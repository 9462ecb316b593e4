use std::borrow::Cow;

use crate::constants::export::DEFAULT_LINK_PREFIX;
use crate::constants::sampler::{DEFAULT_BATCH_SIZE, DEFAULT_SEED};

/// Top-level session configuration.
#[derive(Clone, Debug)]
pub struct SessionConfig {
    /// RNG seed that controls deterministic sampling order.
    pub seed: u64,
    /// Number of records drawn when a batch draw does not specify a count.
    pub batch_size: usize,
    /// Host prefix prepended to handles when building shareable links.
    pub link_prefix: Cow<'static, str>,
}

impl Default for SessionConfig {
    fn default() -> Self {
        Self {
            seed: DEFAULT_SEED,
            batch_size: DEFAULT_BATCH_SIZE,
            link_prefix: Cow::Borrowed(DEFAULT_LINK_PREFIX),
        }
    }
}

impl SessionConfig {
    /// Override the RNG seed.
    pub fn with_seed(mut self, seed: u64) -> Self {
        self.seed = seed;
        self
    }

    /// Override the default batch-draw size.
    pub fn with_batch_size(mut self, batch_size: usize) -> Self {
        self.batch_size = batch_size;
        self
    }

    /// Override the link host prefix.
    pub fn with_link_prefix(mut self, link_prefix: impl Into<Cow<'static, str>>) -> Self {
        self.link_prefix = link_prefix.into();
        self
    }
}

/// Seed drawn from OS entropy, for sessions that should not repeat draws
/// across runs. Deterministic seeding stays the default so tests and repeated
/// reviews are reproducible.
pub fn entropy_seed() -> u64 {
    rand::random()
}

======

* [TASK DIRECTIONS] Each record is to be retyped exactly as it appears.

* [RESULT]
repository 9462ecb316b593e4
use std::borrow::Cow;

use crate::constants::export::DEFAULT_LINK_PREFIX;
use crate::constants::sampler::{DEFAULT_BATCH_SIZE, DEFAULT_SEED};

/// Top-level session configuration.
#[derive(Clone, Debug)]
pub struct SessionConfig {
    /// RNG seed that controls deterministic sampling order.
    pub seed: u64,
    /// Number of records drawn when a batch draw does not specify a count.
    pub batch_size: usize,
    /// Host prefix prepended to handles when building shareable links.
    pub link_prefix: Cow<'static, str>,
}

impl Default for SessionConfig {
    fn default() -> Self {
        Self {
            seed: DEFAULT_SEED,
            batch_size: DEFAULT_BATCH_SIZE,
            link_prefix: Cow::Borrowed(DEFAULT_LINK_PREFIX),
        }
    }
}

impl SessionConfig {
    /// Override the RNG seed.
    pub fn with_seed(mut self, seed: u64) -> Self {
        self.seed = seed;
        self
    }

    /// Override the default batch-draw size.
    pub fn with_batch_size(mut self, batch_size: usize) -> Self {
        self.batch_size = batch_size;
        self
    }

    /// Override the link host prefix.
    pub fn with_link_prefix(mut self, link_prefix: impl Into<Cow<'static, str>>) -> Self {
        self.link_prefix = link_prefix.into();
        self
    }
}

/// Seed drawn from OS entropy, for sessions that should not repeat draws
/// across runs. Deterministic seeding stays the default so tests and repeated
/// reviews are reproducible.
pub fn entropy_seed() -> u64 {
    rand::random()
}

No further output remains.